Give back all of the data unchanged. Keep every word as it is.
:: Material shown
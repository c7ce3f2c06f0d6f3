//! WebAssembly module for the Kedai POS cashier and kitchen UIs
//!
//! Provides client-side computation for:
//! - Price previews (margin, tax, discount, service charge)
//! - Payment method parsing
//! - Cart totals from catalog prices
//! - Role permission lookups for menu rendering
//!
//! Amounts cross the boundary as decimal strings so rupiah values keep
//! their exact precision.

use std::str::FromStr;

use rust_decimal::Decimal;
use wasm_bindgen::prelude::*;

use shared::{
    apply_change, claim_quantity, effective_unit_price, harga_final, harga_jual_from_margin,
    PaymentSelection, PriceAdjustments, StockChange, UserRole,
};

// Re-export shared types for use in JavaScript
pub use shared::models::*;
pub use shared::types::*;
pub use shared::validation::*;

/// Initialize the WASM module
#[wasm_bindgen(start)]
pub fn init() {
    web_sys::console::log_1(&JsValue::from_str("kedai-pos wasm ready"));
}

fn parse_amount(field: &str, value: &str) -> Result<Decimal, JsValue> {
    Decimal::from_str(value.trim())
        .map_err(|e| JsValue::from_str(&format!("Invalid {}: {}", field, e)))
}

/// Selling price for a cost and a margin on price
#[wasm_bindgen]
pub fn preview_harga_jual(modal: &str, margin_persen: &str) -> Result<String, JsValue> {
    let modal = parse_amount("modal", modal)?;
    let margin = parse_amount("margin", margin_persen)?;
    harga_jual_from_margin(modal, margin)
        .map(|harga| harga.to_string())
        .map_err(|e| JsValue::from_str(&e.to_string()))
}

/// Shelf price after discount, tax and service charge
#[wasm_bindgen]
pub fn preview_harga_final(
    harga_jual: &str,
    pajak_persen: &str,
    diskon_persen: &str,
    service_charge_persen: &str,
) -> Result<String, JsValue> {
    let adjustments = PriceAdjustments {
        pajak_persen: parse_amount("pajak_persen", pajak_persen)?,
        diskon_persen: parse_amount("diskon_persen", diskon_persen)?,
        service_charge_persen: parse_amount("service_charge_persen", service_charge_persen)?,
    };
    adjustments
        .validate()
        .map_err(|e| JsValue::from_str(&e.to_string()))?;
    let harga_jual = parse_amount("harga_jual", harga_jual)?;
    Ok(harga_final(harga_jual, &adjustments).to_string())
}

/// Parse a combined payment string such as `"Virtual Account (BCA)"`.
/// Returns the selection as JSON: `{kind, method, channel}`.
#[wasm_bindgen]
pub fn parse_payment_method(raw: &str) -> Result<String, JsValue> {
    let selection =
        PaymentSelection::parse(raw).map_err(|e| JsValue::from_str(&e.to_string()))?;
    serde_json::to_string(&selection).map_err(|e| JsValue::from_str(&e.to_string()))
}

/// Whether a payment string settles at the counter
#[wasm_bindgen]
pub fn is_cash_payment(raw: &str) -> bool {
    PaymentSelection::parse(raw)
        .map(|s| s.is_cash())
        .unwrap_or(false)
}

#[derive(serde::Deserialize)]
struct PreviewLine {
    harga_jual: Decimal,
    #[serde(default)]
    harga_final: Decimal,
    jumlah: i32,
}

/// Cart total as the server will charge it. Takes a JSON array of
/// `{harga_jual, harga_final, jumlah}` copied from the catalog.
#[wasm_bindgen]
pub fn cart_total(lines_json: &str) -> Result<String, JsValue> {
    let lines: Vec<PreviewLine> = serde_json::from_str(lines_json)
        .map_err(|e| JsValue::from_str(&format!("Invalid cart JSON: {}", e)))?;

    let mut total = Decimal::ZERO;
    for line in &lines {
        if line.jumlah <= 0 {
            return Err(JsValue::from_str("Quantity must be positive"));
        }
        total += effective_unit_price(line.harga_jual, line.harga_final) * Decimal::from(line.jumlah);
    }
    Ok(total.to_string())
}

/// Stock left after selling `jumlah`, or an error when the shelf is short
#[wasm_bindgen]
pub fn stock_after_sale(stok: i32, jumlah: i32) -> Result<i32, JsValue> {
    apply_change(i64::from(stok), StockChange::Decrement(jumlah))
        .map(|sisa| sisa as i32)
        .map_err(|e| JsValue::from_str(&e.to_string()))
}

/// Raw-material stock left after a chef claim
#[wasm_bindgen]
pub fn stock_after_claim(total_stok: &str, jumlah: i32) -> Result<String, JsValue> {
    let total_stok = parse_amount("total_stok", total_stok)?;
    claim_quantity(total_stok, jumlah)
        .map(|sisa| sisa.to_string())
        .map_err(|e| JsValue::from_str(&e.to_string()))
}

/// `resource:action` strings granted to a role, for hiding menu entries
#[wasm_bindgen]
pub fn permissions_for_role(role: &str) -> Result<js_sys::Array, JsValue> {
    let role = UserRole::from_str(role).map_err(|e| JsValue::from_str(&e))?;
    Ok(role
        .permission_strings()
        .into_iter()
        .map(JsValue::from)
        .collect())
}

#[cfg(test)]
mod tests {
    use super::*;

    #[test]
    fn test_preview_harga_jual() {
        assert_eq!(preview_harga_jual("7000", "30").unwrap(), "10000");
    }

    #[test]
    fn test_preview_harga_final() {
        assert_eq!(preview_harga_final("10000", "10", "0", "0").unwrap(), "11000");
        assert_eq!(preview_harga_final("10000", "0", "10", "0").unwrap(), "9000");
    }

    #[test]
    fn test_parse_payment_method() {
        let json = parse_payment_method("Virtual Account (BCA)").unwrap();
        let value: serde_json::Value = serde_json::from_str(&json).unwrap();
        assert_eq!(value["kind"], "virtual_account");
        assert_eq!(value["channel"], "BCA");
    }

    #[test]
    fn test_is_cash_payment() {
        assert!(is_cash_payment("Tunai"));
        assert!(!is_cash_payment("QRIS"));
        assert!(!is_cash_payment(""));
    }

    #[test]
    fn test_cart_total() {
        let total = cart_total(
            r#"[{"harga_jual": "15000", "jumlah": 2},
                {"harga_jual": "5000", "harga_final": "5500", "jumlah": 1}]"#,
        )
        .unwrap();
        assert_eq!(total, "35500");
    }

    #[test]
    fn test_stock_after_sale() {
        assert_eq!(stock_after_sale(10, 2).unwrap(), 8);
    }

    #[test]
    fn test_stock_after_claim() {
        assert_eq!(stock_after_claim("20", 5).unwrap(), "15");
    }
}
::::
## Result of this exercise
repository c7ce3f2c06f0d6f3
//! WebAssembly module for the Kedai POS cashier and kitchen UIs
//!
//! Provides client-side computation for:
//! - Price previews (margin, tax, discount, service charge)
//! - Payment method parsing
//! - Cart totals from catalog prices
//! - Role permission lookups for menu rendering
//!
//! Amounts cross the boundary as decimal strings so rupiah values keep
//! their exact precision.

use std::str::FromStr;

use rust_decimal::Decimal;
use wasm_bindgen::prelude::*;

use shared::{
    apply_change, claim_quantity, effective_unit_price, harga_final, harga_jual_from_margin,
    PaymentSelection, PriceAdjustments, StockChange, UserRole,
};

// Re-export shared types for use in JavaScript
pub use shared::models::*;
pub use shared::types::*;
pub use shared::validation::*;

/// Initialize the WASM module
#[wasm_bindgen(start)]
pub fn init() {
    web_sys::console::log_1(&JsValue::from_str("kedai-pos wasm ready"));
}

fn parse_amount(field: &str, value: &str) -> Result<Decimal, JsValue> {
    Decimal::from_str(value.trim())
        .map_err(|e| JsValue::from_str(&format!("Invalid {}: {}", field, e)))
}

/// Selling price for a cost and a margin on price
#[wasm_bindgen]
pub fn preview_harga_jual(modal: &str, margin_persen: &str) -> Result<String, JsValue> {
    let modal = parse_amount("modal", modal)?;
    let margin = parse_amount("margin", margin_persen)?;
    harga_jual_from_margin(modal, margin)
        .map(|harga| harga.to_string())
        .map_err(|e| JsValue::from_str(&e.to_string()))
}

/// Shelf price after discount, tax and service charge
#[wasm_bindgen]
pub fn preview_harga_final(
    harga_jual: &str,
    pajak_persen: &str,
    diskon_persen: &str,
    service_charge_persen: &str,
) -> Result<String, JsValue> {
    let adjustments = PriceAdjustments {
        pajak_persen: parse_amount("pajak_persen", pajak_persen)?,
        diskon_persen: parse_amount("diskon_persen", diskon_persen)?,
        service_charge_persen: parse_amount("service_charge_persen", service_charge_persen)?,
    };
    adjustments
        .validate()
        .map_err(|e| JsValue::from_str(&e.to_string()))?;
    let harga_jual = parse_amount("harga_jual", harga_jual)?;
    Ok(harga_final(harga_jual, &adjustments).to_string())
}

/// Parse a combined payment string such as `"Virtual Account (BCA)"`.
/// Returns the selection as JSON: `{kind, method, channel}`.
#[wasm_bindgen]
pub fn parse_payment_method(raw: &str) -> Result<String, JsValue> {
    let selection =
        PaymentSelection::parse(raw).map_err(|e| JsValue::from_str(&e.to_string()))?;
    serde_json::to_string(&selection).map_err(|e| JsValue::from_str(&e.to_string()))
}

/// Whether a payment string settles at the counter
#[wasm_bindgen]
pub fn is_cash_payment(raw: &str) -> bool {
    PaymentSelection::parse(raw)
        .map(|s| s.is_cash())
        .unwrap_or(false)
}

#[derive(serde::Deserialize)]
struct PreviewLine {
    harga_jual: Decimal,
    #[serde(default)]
    harga_final: Decimal,
    jumlah: i32,
}

/// Cart total as the server will charge it. Takes a JSON array of
/// `{harga_jual, harga_final, jumlah}` copied from the catalog.
#[wasm_bindgen]
pub fn cart_total(lines_json: &str) -> Result<String, JsValue> {
    let lines: Vec<PreviewLine> = serde_json::from_str(lines_json)
        .map_err(|e| JsValue::from_str(&format!("Invalid cart JSON: {}", e)))?;

    let mut total = Decimal::ZERO;
    for line in &lines {
        if line.jumlah <= 0 {
            return Err(JsValue::from_str("Quantity must be positive"));
        }
        total += effective_unit_price(line.harga_jual, line.harga_final) * Decimal::from(line.jumlah);
    }
    Ok(total.to_string())
}

/// Stock left after selling `jumlah`, or an error when the shelf is short
#[wasm_bindgen]
pub fn stock_after_sale(stok: i32, jumlah: i32) -> Result<i32, JsValue> {
    apply_change(i64::from(stok), StockChange::Decrement(jumlah))
        .map(|sisa| sisa as i32)
        .map_err(|e| JsValue::from_str(&e.to_string()))
}

/// Raw-material stock left after a chef claim
#[wasm_bindgen]
pub fn stock_after_claim(total_stok: &str, jumlah: i32) -> Result<String, JsValue> {
    let total_stok = parse_amount("total_stok", total_stok)?;
    claim_quantity(total_stok, jumlah)
        .map(|sisa| sisa.to_string())
        .map_err(|e| JsValue::from_str(&e.to_string()))
}

/// `resource:action` strings granted to a role, for hiding menu entries
#[wasm_bindgen]
pub fn permissions_for_role(role: &str) -> Result<js_sys::Array, JsValue> {
    let role = UserRole::from_str(role).map_err(|e| JsValue::from_str(&e))?;
    Ok(role
        .permission_strings()
        .into_iter()
        .map(JsValue::from)
        .collect())
}

#[cfg(test)]
mod tests {
    use super::*;

    #[test]
    fn test_preview_harga_jual() {
        assert_eq!(preview_harga_jual("7000", "30").unwrap(), "10000");
    }

    #[test]
    fn test_preview_harga_final() {
        assert_eq!(preview_harga_final("10000", "10", "0", "0").unwrap(), "11000");
        assert_eq!(preview_harga_final("10000", "0", "10", "0").unwrap(), "9000");
    }

    #[test]
    fn test_parse_payment_method() {
        let json = parse_payment_method("Virtual Account (BCA)").unwrap();
        let value: serde_json::Value = serde_json::from_str(&json).unwrap();
        assert_eq!(value["kind"], "virtual_account");
        assert_eq!(value["channel"], "BCA");
    }

    #[test]
    fn test_is_cash_payment() {
        assert!(is_cash_payment("Tunai"));
        assert!(!is_cash_payment("QRIS"));
        assert!(!is_cash_payment(""));
    }

    #[test]
    fn test_cart_total() {
        let total = cart_total(
            r#"[{"harga_jual": "15000", "jumlah": 2},
                {"harga_jual": "5000", "harga_final": "5500", "jumlah": 1}]"#,
        )
        .unwrap();
        assert_eq!(total, "35500");
    }

    #[test]
    fn test_stock_after_sale() {
        assert_eq!(stock_after_sale(10, 2).unwrap(), 8);
    }

    #[test]
    fn test_stock_after_claim() {
        assert_eq!(stock_after_claim("20", 5).unwrap(), "15");
    }
}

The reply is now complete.